- What to work on -
Where a line of the data holds the word "against", copy that line.

Data excerpts
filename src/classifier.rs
// SPDX-License-Identifier: AGPL-3.0-or-later
// SPDX-FileCopyrightText: 2024 Hyperpolymath

//! L2-regularised logistic regression over sparse features
//!
//! Trained with stochastic gradient descent. The weight vector is kept as
//! `scale * v` so the per-step L2 shrink costs O(1) instead of O(features).

use crate::featurizer::SparseVector;
use anyhow::{bail, Result};
use indicatif::{ProgressBar, ProgressStyle};
use rand::seq::SliceRandom;
use rand::SeedableRng;
use rand_chacha::ChaCha8Rng;
use serde::{Deserialize, Serialize};

/// Below this the scaled weights are folded back into `v`
const MIN_SCALE: f64 = 1e-9;

#[derive(Debug, Clone, Serialize, Deserialize)]
pub struct TrainerOptions {
    /// Passes over the training data
    pub epochs: usize,
    /// Initial step size; decays as `lr / (1 + lr * l2 * t)`
    pub learning_rate: f64,
    /// L2 penalty strength
    pub l2: f64,
    /// Seed for the per-epoch shuffle
    pub seed: u64,
}

impl Default for TrainerOptions {
    fn default() -> Self {
        Self {
            epochs: 10,
            learning_rate: 0.5,
            l2: 1e-4,
            seed: 42,
        }
    }
}

impl TrainerOptions {
    fn validate(&self) -> Result<()> {
        if self.epochs == 0 {
            bail!("Trainer needs at least one epoch");
        }
        if !(self.learning_rate > 0.0) {
            bail!("Learning rate must be positive, got {}", self.learning_rate);
        }
        if !(self.l2 >= 0.0) || self.learning_rate * self.l2 >= 1.0 {
            bail!(
                "L2 penalty must be non-negative and below 1/learning_rate, got {}",
                self.l2
            );
        }
        Ok(())
    }
}

/// Fitted binary logistic regression
#[derive(Debug, Clone, Serialize, Deserialize)]
pub struct LogisticRegression {
    weights: Vec<f64>,
    bias: f64,
}

fn sigmoid(z: f64) -> f64 {
    1.0 / (1.0 + (-z).exp())
}

impl LogisticRegression {
    /// Fit on `features` against boolean `labels` (true = positive class).
    pub fn fit(
        features: &[SparseVector],
        labels: &[bool],
        dimension: usize,
        options: &TrainerOptions,
    ) -> Result<Self> {
        options.validate()?;
        if features.len() != labels.len() {
            bail!(
                "Feature and label counts differ: {} vs {}",
                features.len(),
                labels.len()
            );
        }
        if features.is_empty() {
            bail!("Cannot train on an empty dataset");
        }

        let mut rng = ChaCha8Rng::seed_from_u64(options.seed);
        let mut order: Vec<usize> = (0..features.len()).collect();
        let mut v = vec![0.0; dimension];
        let mut scale = 1.0;
        let mut bias = 0.0;
        let mut step = 0u64;

        let progress = ProgressBar::new(options.epochs as u64);
        progress.set_style(
            ProgressStyle::default_bar()
                .template("{spinner:.green} Training: [{wide_bar:.cyan/blue}] {pos}/{len} epochs {msg}")
                .unwrap_or_else(|_| ProgressStyle::default_bar()),
        );

        for epoch in 0..options.epochs {
            order.shuffle(&mut rng);
            let mut total_loss = 0.0;

            for &i in &order {
                let x = &features[i];
                let y = if labels[i] { 1.0 } else { 0.0 };
                let eta = options.learning_rate / (1.0 + options.learning_rate * options.l2 * step as f64);

                let p = sigmoid(scale * x.dot(&v) + bias);
                let gradient = p - y;

                let eps = 1e-15;
                total_loss -= y * (p + eps).ln() + (1.0 - y) * (1.0 - p + eps).ln();

                scale *= 1.0 - eta * options.l2;
                if scale < MIN_SCALE {
                    v.iter_mut().for_each(|w| *w *= scale);
                    scale = 1.0;
                }

                for &(j, value) in &x.entries {
                    if let Some(w) = v.get_mut(j) {
                        *w -= eta * gradient * value / scale;
                    }
                }
                bias -= eta * gradient;
                step += 1;
            }

            let mean_loss = total_loss / features.len() as f64;
            tracing::debug!("Epoch {}/{}: mean log-loss {:.6}", epoch + 1, options.epochs, mean_loss);
            progress.set_message(format!("loss {:.4}", mean_loss));
            progress.inc(1);
        }

        progress.finish_and_clear();

        Ok(Self {
            weights: v.into_iter().map(|w| w * scale).collect(),
            bias,
        })
    }

    /// Raw decision score `w·x + b`
    pub fn score(&self, x: &SparseVector) -> f64 {
        x.dot(&self.weights) + self.bias
    }

    /// Probability of the positive class
    pub fn predict_proba(&self, x: &SparseVector) -> f64 {
        sigmoid(self.score(x))
    }

    /// Positive class when the probability reaches 0.5
    pub fn predict(&self, x: &SparseVector) -> bool {
        self.score(x) >= 0.0
    }

    pub fn dimension(&self) -> usize {
        self.weights.len()
    }

    pub fn bias(&self) -> f64 {
        self.bias
    }
}

#[cfg(test)]
mod tests {
    use super::*;

    fn one_hot(idx: usize) -> SparseVector {
        SparseVector {
            entries: vec![(idx, 1.0)],
        }
    }

    #[test]
    fn test_separable_data() {
        // features 0/1 mark negatives, 2/3 mark positives
        let features = vec![one_hot(0), one_hot(1), one_hot(0), one_hot(2), one_hot(3), one_hot(2)];
        let labels = vec![false, false, false, true, true, true];
        let options = TrainerOptions {
            epochs: 50,
            ..TrainerOptions::default()
        };

        let model = LogisticRegression::fit(&features, &labels, 4, &options).unwrap();

        for (x, &y) in features.iter().zip(labels.iter()) {
            assert_eq!(model.predict(x), y);
        }
        assert!(model.predict_proba(&one_hot(2)) > 0.8);
        assert!(model.predict_proba(&one_hot(0)) < 0.2);
    }

    #[test]
    fn test_empty_vector_uses_bias() {
        let features = vec![one_hot(0), one_hot(1)];
        let labels = vec![true, false];
        let model = LogisticRegression::fit(&features, &labels, 2, &TrainerOptions::default()).unwrap();

        let empty = SparseVector::default();
        assert!((model.score(&empty) - model.bias()).abs() < 1e-12);
    }

    #[test]
    fn test_fit_is_deterministic() {
        let features = vec![one_hot(0), one_hot(1), one_hot(2)];
        let labels = vec![true, false, true];
        let options = TrainerOptions::default();

        let a = LogisticRegression::fit(&features, &labels, 3, &options).unwrap();
        let b = LogisticRegression::fit(&features, &labels, 3, &options).unwrap();

        assert_eq!(a.weights, b.weights);
        assert_eq!(a.bias, b.bias);
    }

    #[test]
    fn test_rejects_bad_input() {
        let options = TrainerOptions::default();
        assert!(LogisticRegression::fit(&[], &[], 3, &options).is_err());
        assert!(LogisticRegression::fit(&[one_hot(0)], &[true, false], 3, &options).is_err());

        let zero_epochs = TrainerOptions {
            epochs: 0,
            ..TrainerOptions::default()
        };
        assert!(LogisticRegression::fit(&[one_hot(0)], &[true], 3, &zero_epochs).is_err());
    }

    #[test]
    fn test_l2_shrinks_weights() {
        let features = vec![one_hot(0), one_hot(1)];
        let labels = vec![true, false];
        let loose = TrainerOptions {
            l2: 0.0,
            ..TrainerOptions::default()
        };
        let tight = TrainerOptions {
            l2: 0.5,
            ..TrainerOptions::default()
        };

        let a = LogisticRegression::fit(&features, &labels, 2, &loose).unwrap();
        let b = LogisticRegression::fit(&features, &labels, 2, &tight).unwrap();

        assert!(b.weights[0].abs() < a.weights[0].abs());
        assert_eq!(a.dimension(), 2);
    }
}
// SPDX-License-Identifier: AGPL-3.0-or-later
// SPDX-FileCopyrightText: 2024 Hyperpolymath

//! Binary classification metrics for the hoax classifier
//!
//! Hoax is the positive class. AUC-ROC is only defined when the evaluated
//! partition contains both classes, which is why [`evaluate`] returns an
//! [`Evaluation`] rather than bare numbers.

use crate::datasets::Label;
use serde::{Deserialize, Serialize};
use std::cmp::Ordering;

/// Confusion matrix for binary classification
#[derive(Debug, Clone, Default, PartialEq, Eq, Serialize, Deserialize)]
pub struct ConfusionMatrix {
    /// Hoax predicted as hoax
    pub tp: usize,
    /// Authentic predicted as authentic
    pub tn: usize,
    /// Authentic predicted as hoax
    pub fp: usize,
    /// Hoax predicted as authentic
    pub fn_: usize,
}

impl ConfusionMatrix {
    pub fn from_predictions(predictions: &[Label], ground_truth: &[Label]) -> Self {
        let mut matrix = Self::default();

        for (pred, truth) in predictions.iter().zip(ground_truth.iter()) {
            match (pred, truth) {
                (Label::Hoax, Label::Hoax) => matrix.tp += 1,
                (Label::Authentic, Label::Authentic) => matrix.tn += 1,
                (Label::Hoax, Label::Authentic) => matrix.fp += 1,
                (Label::Authentic, Label::Hoax) => matrix.fn_ += 1,
            }
        }

        matrix
    }

    pub fn total(&self) -> usize {
        self.tp + self.tn + self.fp + self.fn_
    }

    /// Accuracy: (TP + TN) / Total
    pub fn accuracy(&self) -> f64 {
        ratio(self.tp + self.tn, self.total())
    }

    /// Precision: TP / (TP + FP)
    pub fn precision(&self) -> f64 {
        ratio(self.tp, self.tp + self.fp)
    }

    /// Recall: TP / (TP + FN)
    pub fn recall(&self) -> f64 {
        ratio(self.tp, self.tp + self.fn_)
    }

    pub fn f1_score(&self) -> f64 {
        let precision = self.precision();
        let recall = self.recall();
        let denom = precision + recall;
        if denom == 0.0 {
            return 0.0;
        }
        2.0 * precision * recall / denom
    }

    /// Matthews Correlation Coefficient, -1 to 1
    pub fn mcc(&self) -> f64 {
        let tp = self.tp as f64;
        let tn = self.tn as f64;
        let fp = self.fp as f64;
        let fn_ = self.fn_ as f64;

        let denominator = ((tp + fp) * (tp + fn_) * (tn + fp) * (tn + fn_)).sqrt();
        if denominator == 0.0 {
            return 0.0;
        }
        (tp * tn - fp * fn_) / denominator
    }
}

fn ratio(numerator: usize, denominator: usize) -> f64 {
    if denominator == 0 {
        return 0.0;
    }
    numerator as f64 / denominator as f64
}

/// Metrics computed on a partition holding both classes
#[derive(Debug, Clone, Serialize, Deserialize)]
pub struct BinaryMetrics {
    pub confusion_matrix: ConfusionMatrix,
    pub accuracy: f64,
    pub auc_roc: f64,
    pub f1_score: f64,
    pub precision: f64,
    pub recall: f64,
    pub mcc: f64,
    /// Mean binary cross-entropy of the hoax probabilities
    pub log_loss: f64,
    pub support: usize,
}

impl BinaryMetrics {
    pub fn format(&self) -> String {
        format!(
            r#"Classification Report
=====================
Accuracy:  {:.4}
AUC-ROC:   {:.4}
F1 Score:  {:.4}
Precision: {:.4}
Recall:    {:.4}
MCC:       {:.4}
Log-loss:  {:.4}
Support:   {}

Confusion Matrix:
                 Predicted
                 Hoax     Authentic
Actual Hoax      {:>6}   {:>6}
       Authentic {:>6}   {:>6}
"#,
            self.accuracy,
            self.auc_roc,
            self.f1_score,
            self.precision,
            self.recall,
            self.mcc,
            self.log_loss,
            self.support,
            self.confusion_matrix.tp,
            self.confusion_matrix.fn_,
            self.confusion_matrix.fp,
            self.confusion_matrix.tn,
        )
    }
}

/// Outcome of evaluating the classifier on a held-out partition
#[derive(Debug, Clone, Serialize, Deserialize)]
#[serde(tag = "status", rename_all = "snake_case")]
pub enum Evaluation {
    Computed(BinaryMetrics),
    /// Fewer than two classes present; `present` is `None` for an empty partition
    SingleClass { present: Option<Label>, support: usize },
}

impl Evaluation {
    pub fn metrics(&self) -> Option<&BinaryMetrics> {
        match self {
            Evaluation::Computed(metrics) => Some(metrics),
            Evaluation::SingleClass { .. } => None,
        }
    }
}

/// Evaluate predictions against ground truth.
///
/// `probabilities` are P(hoax) aligned with `predictions`.
pub fn evaluate(predictions: &[Label], ground_truth: &[Label], probabilities: &[f64]) -> Evaluation {
    let n_pos = ground_truth.iter().filter(|l| **l == Label::Hoax).count();
    let n_neg = ground_truth.len() - n_pos;

    if n_pos == 0 || n_neg == 0 {
        let present = ground_truth.first().copied();
        return Evaluation::SingleClass {
            present,
            support: ground_truth.len(),
        };
    }

    let cm = ConfusionMatrix::from_predictions(predictions, ground_truth);
    Evaluation::Computed(BinaryMetrics {
        accuracy: cm.accuracy(),
        auc_roc: auc_roc(ground_truth, probabilities, n_pos, n_neg),
        f1_score: cm.f1_score(),
        precision: cm.precision(),
        recall: cm.recall(),
        mcc: cm.mcc(),
        log_loss: log_loss(ground_truth, probabilities),
        support: cm.total(),
        confusion_matrix: cm,
    })
}

/// Trapezoidal AUC-ROC; samples with equal scores form a single step
fn auc_roc(ground_truth: &[Label], probabilities: &[f64], n_pos: usize, n_neg: usize) -> f64 {
    let mut pairs: Vec<(Label, f64)> = ground_truth
        .iter()
        .copied()
        .zip(probabilities.iter().copied())
        .collect();
    pairs.sort_by(|a, b| b.1.partial_cmp(&a.1).unwrap_or(Ordering::Equal));

    let n_pos = n_pos as f64;
    let n_neg = n_neg as f64;
    let mut tp = 0.0;
    let mut fp = 0.0;
    let mut tpr_prev = 0.0;
    let mut fpr_prev = 0.0;
    let mut auc = 0.0;

    let mut i = 0;
    while i < pairs.len() {
        let threshold = pairs[i].1;
        loop {
            if pairs[i].0 == Label::Hoax {
                tp += 1.0;
            } else {
                fp += 1.0;
            }
            i += 1;
            if i >= pairs.len() || pairs[i].1 != threshold {
                break;
            }
        }

        let tpr = tp / n_pos;
        let fpr = fp / n_neg;
        auc += (fpr - fpr_prev) * (tpr + tpr_prev) / 2.0;
        tpr_prev = tpr;
        fpr_prev = fpr;
    }

    auc
}

fn log_loss(ground_truth: &[Label], probabilities: &[f64]) -> f64 {
    let eps = 1e-15;
    let total: f64 = ground_truth
        .iter()
        .zip(probabilities.iter())
        .map(|(label, p)| {
            let p = p.clamp(eps, 1.0 - eps);
            if *label == Label::Hoax {
                -p.ln()
            } else {
                -(1.0 - p).ln()
            }
        })
        .sum();

    if ground_truth.is_empty() {
        return 0.0;
    }
    total / ground_truth.len() as f64
}
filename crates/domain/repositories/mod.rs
pub mod app_users;
pub mod ledger;
pub mod payment_attempts;
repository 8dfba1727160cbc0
pub mod default_routers;
pub mod error_responses;
pub mod http_serve;
pub mod routers;
pub mod gateway_client;
pub mod slip_client;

- Task solution -
    /// Fit on `features` against boolean `labels` (true = positive class).
/// Evaluate predictions against ground truth.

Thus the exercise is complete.